Example of entity multi-attribute information in DWY100K.

To address those problems, we first design a novel encoder EAE, which can encode the complex and diverse entity multi-attribute information to generate the entities’ attribute-based representations. Moreover, we propose a novel RL model DERL for KGs, combining structure and multi-attribute information to improve KG embedding. In the DERL model, an entity’s representation is responsible for jointly modeling the corresponding structure information and multi-attribute information.

For learning structure information, we follow a typical RL method TransE [2] and regard the relation in each structure triple as a translation from the head entity to the tail entity. For learning multi-attribute information, we use the EAE to learn the entities’ attribute-based representations. In our EAE, we set up a training model that contains two embedding components. One component embeds the entity’s different attribute types, and the other component uses the bi-directional Long Short-Term Memory (Bi-LSTM) to characterize the attribute values. Attribute types and values apply an attention mechanism to learn their different importance for entities’ representations individually. Finally, we use the embeddings of these two parts to generate the entities’ attribute-based representations.

We evaluate our model on the knowledge graph completion task and the zero-shot task. Experimental results demonstrate that our model achieves state-of-the-art performances on both tasks. Our experimental results indicate that our model can use entity multi-attribute information to improve the overall KG embedding effect and verify the importance and necessity of attribute information for entity representation. We demonstrate the main contributions of this work as follows:

  • We design a novel encoder Entity Attribute Encoder (EAE), which uses both the entity’s attribute types and values to generate the entity’s attribute-based representation. We adopt the attention mechanism for attribute types and values to distinguish the importance of different attribute information to the entity’s representation.

  • We propose a novel RL model Duet Entity Representation Learning (DERL), which utilizes both entity structure information and multi-attribute information for enhancing RL’s effect.

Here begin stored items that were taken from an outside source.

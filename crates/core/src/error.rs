//! Domain error model.

use thiserror::Error;

/// Result type used across the domain layer.
pub type DomainResult<T> = Result<T, DomainError>;

/// Domain-level error.
///
/// Keep this focused on deterministic failures (validation, cron parsing).
/// Storage, locking and transport failures belong to the infra layer.
#[derive(Debug, Error, Clone, PartialEq, Eq)]
pub enum DomainError {
    /// A job definition failed validation (e.g. empty type, negative retries).
    #[error("validation failed: {0}")]
    Validation(String),

    /// A cron expression could not be parsed or never fires again.
    #[error("invalid cron expression {expression:?}: {reason}")]
    InvalidCron { expression: String, reason: String },
}

impl DomainError {
    pub fn validation(msg: impl Into<String>) -> Self {
        Self::Validation(msg.into())
    }

    pub fn invalid_cron(expression: impl Into<String>, reason: impl Into<String>) -> Self {
        Self::InvalidCron {
            expression: expression.into(),
            reason: reason.into(),
        }
    }
}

  • We evaluate the DERL model’s effectiveness on the knowledge graph completion and zero-shot tasks. Experimental results on real-world datasets illustrate that the DERL model consistently outperforms other baselines on these two tasks. To the best of our knowledge, this is the first work attempt to use entity multi-attribute information to solve the zero-shot problem.

2 Problem Formulation

We first introduce the symbols used in this paper. Given a structural triple \( (h, r, t)\in T \), while \( h, t \in E \) stand for entities, \( r \in R \) stands for the relation. Respectively, h and t are the head entity and the tail entity. \( a \in A \) stands for the attribute type and \( v \in V \) stands for the attribute value. \( c \in v \) stands for the attribute value character. T stands for the whole training set of structural triples. E is the set of entities, R is the set of relations, A is the set of attribute types, and V is the set of attribute values. We propose two kinds of representations for each entity to utilize structure information and multi-attribute information in DERL.

Definition 1. Structure-Based Representations: \( {\textbf {e}} _{\textbf {s}} \) represents the entity’s structure-based representation. \( {\textbf {e}} _{\textbf {sh}} \) and \( {\textbf {e}} _{\textbf {st}} \) are the structure-based representations based on the head entity and the tail entity. \( {\textbf {r}} \) represents the relation’s representation. These representations could be learned through existing translation-based models.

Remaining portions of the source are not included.